If the strategy of laboratory-based audit is selected, a simple screening process is required for the thousands of requests which are submitted to the laboratory every year. Our approach has been to base this around the indications which generate the greatest numbers of inappropriate tests in the 2011 AUC for echocardiography (TTE and TEE, but not including stress, Figure 2) [15]. These are related to routine surveillance, evaluation of symptoms without other symptoms/signs of cardiac disease and low pretest probability of endocarditis [18, 20, 21, 23, 33, 34, 36, 41]. Other situations include a suspicion of pulmonary embolism, when the exam would not change management, and when a test is ordered by non-cardiologists.

Figure 2
figure 2

Major causes of inappropriate echocardiography. Proportions of inappropriate tests (x axis) ordered by cardiologists (red) and non-cardiologists (blue). Modified from Ward RP et al. [39].
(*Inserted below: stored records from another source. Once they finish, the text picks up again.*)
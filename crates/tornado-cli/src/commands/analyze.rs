use crate::cli::AnalyzeArgs;
use crate::error::{CliError, Result};
use crate::progress::CliProgressHandler;
use crate::report;
use std::io::{self, Write};
use tornado::analysis::config::AnalysisConfig;
use tornado::analysis::progress::ProgressReporter;
use tornado::core::io::delimited::CsvRecordFile;
use tornado::core::io::traits::AtomRecordFile;
use tornado::core::topology::registry::{RegistryBuilder, ResidueRegistry};
use tornado::workflows;
use tracing::{debug, info, warn};

pub fn run(args: AnalyzeArgs, show_progress: bool) -> Result<()> {
    let progress = CliProgressHandler::new(show_progress);
    let stdout = io::stdout();
    let result = execute(&args, &progress, &mut stdout.lock());
    progress.finish();
    result
}

fn execute(
    args: &AnalyzeArgs,
    progress: &CliProgressHandler,
    out: &mut impl Write,
) -> Result<()> {
    let config = resolve_config(args)?;

    let registry = match &args.aliases {
        Some(path) => {
            info!("Loading residue aliases from {:?}", path);
            RegistryBuilder::new().with_aliases_file(path)?.build()
        }
        None => ResidueRegistry::standard(),
    };

    info!("Loading atom records from {:?}", &args.input);
    let set = CsvRecordFile::read_from_path(&args.input).map_err(|e| CliError::FileParsing {
        path: args.input.clone(),
        source: e,
    })?;
    if !set.skipped.is_empty() {
        warn!(
            skipped = set.skipped.len(),
            "Some atom records were malformed and skipped."
        );
        for e in &set.skipped {
            debug!("{}", e);
        }
    }

    let reporter = ProgressReporter::with_callback(progress.callback());
    let analysis = workflows::analyze::run(&set.records, &registry, &config, &reporter)?;
    info!(
        "Workflow finished with {} molecule(s).",
        analysis.molecules.len()
    );

    report::write_report(out, &analysis)?;
    Ok(())
}

/// Loads the config file (or the defaults) and applies command-line overrides.
fn resolve_config(args: &AnalyzeArgs) -> Result<AnalysisConfig> {
    let mut config = match &args.config {
        Some(path) => {
            info!("Loading analysis configuration from {:?}", path);
            AnalysisConfig::load(path)?
        }
        None => AnalysisConfig::default(),
    };
    if args.no_distance_bonds {
        config.bonds.infer_from_distance = false;
    }
    if let Some(n) = args.min_base_pairs {
        config.duplexes.min_base_pairs = n;
    }
    config.validate()?;
    Ok(config)
}
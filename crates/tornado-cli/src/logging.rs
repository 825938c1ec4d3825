use crate::error::{CliError, Result};
use std::fs::File;
use std::path::PathBuf;
use tracing::Subscriber;
use tracing_subscriber::{
    filter::LevelFilter,
    fmt::{self, format},
    prelude::*,
    registry::LookupSpan,
};

/// Maps `-v` occurrences (or `--quiet`) to the console log level.
pub fn level_filter(verbosity: u8, quiet: bool) -> LevelFilter {
    if quiet {
        return LevelFilter::OFF;
    }
    match verbosity {
        0 => LevelFilter::WARN,
        1 => LevelFilter::INFO,
        2 => LevelFilter::DEBUG,
        _ => LevelFilter::TRACE,
    }
}

fn file_layer<S>(file: File) -> fmt::Layer<S, format::DefaultFields, format::Format, File>
where
    S: Subscriber + for<'a> LookupSpan<'a>,
{
    fmt::layer()
        .with_writer(file)
        .with_ansi(false)
        .with_thread_ids(true)
        .with_target(true)
}

pub fn setup_logging(verbosity: u8, quiet: bool, log_file: Option<PathBuf>) -> Result<()> {
    let stderr_layer = fmt::layer()
        .with_writer(std::io::stderr)
        .with_ansi(true)
        .with_target(false)
        .compact();

    let subscriber = tracing_subscriber::registry()
        .with(level_filter(verbosity, quiet))
        .with(stderr_layer);

    match log_file {
        Some(path) => {
            let file = File::create(&path).map_err(CliError::Io)?;
            subscriber.with(file_layer(file)).try_init()?;
        }
        None => subscriber.try_init()?,
    }

    Ok(())
}

#[cfg(test)]
mod tests {
    use super::*;
    use serial_test::serial;
    use std::sync::Once;
    use tracing::{debug, error, info, trace, warn};

    static INIT: Once = Once::new();

    fn ensure_global_logger_is_set() {
        INIT.call_once(|| {
            setup_logging(3, false, None).expect("Failed to set up global logger for tests");
        });
    }

    #[test]
    fn verbosity_maps_to_levels() {
        assert_eq!(level_filter(0, false), LevelFilter::WARN);
        assert_eq!(level_filter(1, false), LevelFilter::INFO);
        assert_eq!(level_filter(2, false), LevelFilter::DEBUG);
        assert_eq!(level_filter(7, false), LevelFilter::TRACE);
        assert_eq!(level_filter(3, true), LevelFilter::OFF);
    }

    #[test]
    #[serial]
    fn initialization_and_macros_work() {
        ensure_global_logger_is_set();

        error!("This is an error");
        warn!("This is a warning");
        info!("This is info");
        debug!("This is debug");
        trace!("This is trace");
    }

    #[test]
    #[serial]
    fn second_global_install_is_an_error() {
        ensure_global_logger_is_set();
        let result = setup_logging(0, false, None);
        assert!(matches!(result, Err(CliError::Logging(_))));
    }

    #[test]
    #[serial]
    fn file_layer_writes_plain_text() {
        let temp_dir = tempfile::tempdir().unwrap();
        let log_path = temp_dir.path().join("analysis.log");

        let file = File::create(&log_path).unwrap();
        let subscriber = tracing_subscriber::registry().with(file_layer(file));

        tracing::subscriber::with_default(subscriber, || {
            debug!(duplexes = 2, "Duplex clustering complete.");
        });

        let content = std::fs::read_to_string(log_path).unwrap();
        assert!(content.contains("Duplex clustering complete."));
        assert!(content.contains("duplexes=2"));
        assert!(content.contains("DEBUG"));
        assert!(!content.contains('\u{1b}'));
    }

    #[test]
    #[serial]
    fn invalid_log_file_path_propagates_error() {
        let invalid_path = PathBuf::from("/");

        if cfg!(unix) && invalid_path.is_dir() {
            let result = setup_logging(0, false, Some(invalid_path));
            assert!(matches!(result, Err(CliError::Io(_))));
        }
    }
}
use super::kind::MoleculeKind;
use super::molecule::Molecule;
use super::residue::ResidueClass;
use super::traits::{HasAtoms, HasResidueSequence};
use crate::core::io::records::AtomRecord;
use crate::core::topology::codes::is_known_hetero_code;
use crate::core::topology::registry::ResidueRegistry;
use tracing::debug;

/// Ribose atom names looked up when deciding between DNA and RNA.
const RIBOSE_C2_NAME: &str = " C2*";
const RIBOSE_O2_NAME: &str = " O2*";

/// Small all-H/O molecules at or below this size are treated as solvent.
const MAX_SOLVENT_ATOMS: usize = 10;

/// Splits an atom-record stream into molecules.
///
/// Records are consumed in file order. A new molecule starts when the chain
/// identifier changes, or when the previous residue was solvent and the residue
/// key changes (so every water becomes its own molecule). A new residue starts
/// whenever the `(number, insertion code)` key changes.
pub struct StructureBuilder<'r> {
    registry: &'r ResidueRegistry,
    molecules: Vec<Molecule>,
    current: Option<Molecule>,
    current_residue: Option<usize>,
}

impl<'r> StructureBuilder<'r> {
    pub fn new(registry: &'r ResidueRegistry) -> Self {
        Self {
            registry,
            molecules: Vec::new(),
            current: None,
            current_residue: None,
        }
    }

    pub fn push(&mut self, record: &AtomRecord) -> &mut Self {
        let chain_id = record.chain();
        let key = (record.residue_number, record.insertion());

        let starts_molecule = match &self.current {
            None => true,
            Some(molecule) if molecule.chain_id != chain_id => true,
            Some(molecule) => self
                .current_residue
                .and_then(|idx| molecule.residue(idx))
                .is_some_and(|res| res.class().is_solvent() && res.sequence_key() != key),
        };
        if starts_molecule {
            self.finish_current();
            self.current = Some(Molecule::new(chain_id));
        }

        let Some(molecule) = self.current.as_mut() else {
            return self;
        };

        let same_residue = self
            .current_residue
            .and_then(|idx| molecule.residue(idx))
            .is_some_and(|res| res.sequence_key() == key);
        if !same_residue {
            let index = match molecule.residue_by_key(key.0, key.1) {
                Some(existing) => existing,
                None => {
                    let class = self.registry.classify(&record.residue_name);
                    if class == ResidueClass::Unknown
                        && !is_known_hetero_code(&record.residue_name)
                    {
                        debug!(
                            residue = record.residue_name.trim(),
                            number = record.residue_number,
                            chain = %chain_id,
                            "Unrecognized residue code"
                        );
                    }
                    match molecule.add_residue(key.0, key.1, &record.residue_name, class) {
                        Some(index) => index,
                        None => return self,
                    }
                }
            };
            self.current_residue = Some(index);
        }

        if let Some(index) = self.current_residue {
            molecule.add_atom_to_residue(index, record.to_atom());
        }
        self
    }

    pub fn extend<'a>(&mut self, records: impl IntoIterator<Item = &'a AtomRecord>) -> &mut Self {
        for record in records {
            self.push(record);
        }
        self
    }

    /// Finishes assembly and assigns each molecule its [`MoleculeKind`].
    pub fn build(mut self) -> Vec<Molecule> {
        self.finish_current();
        self.molecules
    }

    fn finish_current(&mut self) {
        if let Some(mut molecule) = self.current.take() {
            let kind = determine_kind(&molecule);
            debug!(chain = %molecule.chain_id, %kind, residues = molecule.residue_count(), "Assembled molecule");
            molecule.set_kind(kind);
            self.molecules.push(molecule);
        }
        self.current_residue = None;
    }
}

/// Classifies an assembled molecule from its residue content.
pub fn determine_kind(molecule: &Molecule) -> MoleculeKind {
    let residues = molecule.residues();
    let protein = residues.iter().filter(|r| r.class().is_amino_acid()).count();
    let nucleotides: Vec<usize> = residues
        .iter()
        .enumerate()
        .filter(|(_, r)| r.class().is_nucleotide())
        .map(|(i, _)| i)
        .collect();

    if protein >= 1 && protein >= nucleotides.len() {
        return MoleculeKind::Protein;
    }

    if !nucleotides.is_empty() {
        return nucleic_acid_kind(molecule, &nucleotides);
    }

    let non_solvent = residues.iter().filter(|r| !r.class().is_solvent()).count();
    if non_solvent > 2 {
        return MoleculeKind::Biopolymer;
    }

    let small_water_like = molecule.atom_count() <= MAX_SOLVENT_ATOMS
        && molecule
            .atoms()
            .all(|(_, atom)| matches!(atom.element().symbol, "H" | "O"));
    let all_solvent = !residues.is_empty() && residues.iter().all(|r| r.class().is_solvent());
    if molecule.atom_count() > 0 && (small_water_like || all_solvent) {
        return MoleculeKind::Solvent;
    }

    MoleculeKind::Other
}

fn nucleic_acid_kind(molecule: &Molecule, nucleotides: &[usize]) -> MoleculeKind {
    let with_c2 = nucleotides
        .iter()
        .filter(|&&i| molecule.residue_atom(i, RIBOSE_C2_NAME).is_some())
        .count();
    let with_o2 = nucleotides
        .iter()
        .filter(|&&i| molecule.residue_atom(i, RIBOSE_O2_NAME).is_some())
        .count();

    let has_ribose = with_c2 > 1 && with_c2 as f64 / nucleotides.len() as f64 > 0.2;
    if has_ribose {
        return if with_o2 as f64 / with_c2 as f64 > 0.5 {
            MoleculeKind::Rna
        } else {
            MoleculeKind::Dna
        };
    }

    let residues = molecule.residues();
    let bases = nucleotides
        .iter()
        .filter_map(|&i| residues[i].class().nucleotide_base());
    let (dna, rna) = bases.fold((0usize, 0usize), |(dna, rna), base| {
        (
            dna + usize::from(base.occurs_in_dna()),
            rna + usize::from(base.occurs_in_rna()),
        )
    });
    match dna.cmp(&rna) {
        std::cmp::Ordering::Greater => MoleculeKind::Dna,
        std::cmp::Ordering::Less => MoleculeKind::Rna,
        std::cmp::Ordering::Equal => MoleculeKind::NucleicAcid,
    }
}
Routine surveillance is the most common inappropriate indication for TTE. The most common situations of inappropriate repeat imaging of ventricular function include assessment in patients with known CAD and no change in clinical status or cardiac exam [34, 41], systemic hypertension without symptoms or signs of hypertensive heart disease [20], and within a year of previous testing in heart failure (systolic or diastolic) when there is no change in clinical status or cardiac exam [20, 34]). A very common situation in patients with nonspecific symptoms includes patients with lightheadedness/presyncope without other symptoms) [23, 41]. Common valve-related indications include <3 year after prosthetic valve implantation in the absence of known or suspected valve dysfunction [33], and evaluation of infective endocarditis when there is transient fever without evidence of bacteremia [23] or new murmur or transient bacteraemia with a pathogen not typically associated with endocarditis. For transoesophageal echocardiography, the most common inappropriate indications are related to endocarditis with low pretest probability and routine use of TEE when a diagnostic TTE is reasonably anticipated to resolve all concerns [21].The availability of this information on the characteristics of inappropriate tests has enabled the development of a checklist to identify studies where a discussion regarding the merits of testing can be initiated from the laboratory (Figure 3).

Figure 3
figure 3

Proposed checklist to discriminate possible inappropriate orders. A simplified check-list to be reviewed at point of service, as a prompt to seeking clarification from the referring physician.

Conclusions

Judging appropriateness in echocardiography is a process based on knowledge, experience, information, resources and the real desire to provide an adequate service to the patient. It does not sit well with formulaic approaches based on uncritical application of AUC. Importantly, it is now acknowledged that AUC should provide guidance to supplement the clinician’s judgment, rather than being prescriptive [5].

Although the audit process described above helps to strengthen the application of the AUC, it is difficult to control the problems associated with self-referral and the veracity on the part of ordering physicians. In our opinion, the optimal approach requires dialogue between treating physicians, cardiologists and sonographers. The perfect tool has not yet been designed, but a process that flags discussion at the point of imaging may be more effective than a gatekeeper at the point of ordering the test.